Jolly Roger
Keith Howden
Price: £7.95
'Pleased to meet you, hope you guessed my name. But what's troubling you is the nature of my game...' The Devil has had many names throughout history - Lucifer, Beelzebub, Old Nick. These days he likes to call himself Roger. Jolly Roger is an epic series of 12-line stanzas, written to accompany Hans Holbein's sixteenth-century woodcuts, The Dance of Death. From Genesis to the Last Judgment, all are brought low by Roger - the Great and the Good, the rich and the poor.
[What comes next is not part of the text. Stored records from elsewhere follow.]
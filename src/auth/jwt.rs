use std::time::Duration;

use axum::{async_trait, extract::FromRequestParts, http::request::Parts};
use jsonwebtoken::{decode, encode, DecodingKey, EncodingKey, Header, Validation};
use time::{Duration as TimeDuration, OffsetDateTime};
use tracing::debug;

use super::claims::Claims;
use crate::{error::AppError, state::AppState, users::User};

#[derive(Clone)]
pub struct JwtKeys {
    pub encoding: EncodingKey,
    pub decoding: DecodingKey,
    pub issuer: String,
    pub audience: String,
    pub ttl: Duration,
}

impl JwtKeys {
    pub fn from_config(cfg: &crate::config::JwtConfig) -> Self {
        Self {
            encoding: EncodingKey::from_secret(cfg.secret.as_bytes()),
            decoding: DecodingKey::from_secret(cfg.secret.as_bytes()),
            issuer: cfg.issuer.clone(),
            audience: cfg.audience.clone(),
            ttl: Duration::from_secs(
                u64::try_from(cfg.ttl_minutes).unwrap_or(0).saturating_mul(60),
            ),
        }
    }

    pub fn sign(&self, user_id: i64) -> anyhow::Result<String> {
        let now = OffsetDateTime::now_utc();
        let exp = i64::try_from(self.ttl.as_secs())
            .ok()
            .and_then(|secs| now.checked_add(TimeDuration::seconds(secs)))
            .ok_or_else(|| anyhow::anyhow!("token lifetime out of range"))?;
        let claims = Claims {
            sub: user_id,
            iat: now.unix_timestamp() as usize,
            exp: exp.unix_timestamp() as usize,
            iss: self.issuer.clone(),
            aud: self.audience.clone(),
        };
        let token = encode(&Header::default(), &claims, &self.encoding)?;
        debug!(user_id, "jwt signed");
        Ok(token)
    }

    pub fn verify(&self, token: &str) -> anyhow::Result<Claims> {
        let mut validation = Validation::default();
        validation.set_audience(std::slice::from_ref(&self.audience));
        validation.set_issuer(std::slice::from_ref(&self.issuer));
        let data = decode::<Claims>(token, &self.decoding, &validation)?;
        debug!(user_id = data.claims.sub, "jwt verified");
        Ok(data.claims)
    }
}

/// The authenticated, active caller resolved from the bearer token.
pub struct AuthUser(pub User);

#[async_trait]
impl FromRequestParts<AppState> for AuthUser {
    type Rejection = AppError;

    async fn from_request_parts(
        parts: &mut Parts,
        state: &AppState,
    ) -> Result<Self, Self::Rejection> {
        let header = parts
            .headers
            .get(axum::http::header::AUTHORIZATION)
            .and_then(|h| h.to_str().ok())
            .ok_or(AppError::Unauthorized("authentication credentials were not provided"))?;

        let token = header
            .strip_prefix("Bearer ")
            .or_else(|| header.strip_prefix("bearer "))
            .map(str::trim)
            .filter(|t| !t.is_empty())
            .ok_or(AppError::Unauthorized("invalid authorization header"))?;

        let user = state.identity.resolve_token(token).await?;
        Ok(AuthUser(user))
    }
}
He hides in speak-your-weight machines, NATO bombing missions and a bag of Semtex. He is a political survivor, a pornographer and a merchant banker; a democrat, a Humanist and the enemy of humanity. Ribald, ironic and irreverent, he hands out justice, denounces greed and the abuses of power in an age where Death is a statistic and everyone gets rogered. Strictly Come Dancing meets Horace McCoy.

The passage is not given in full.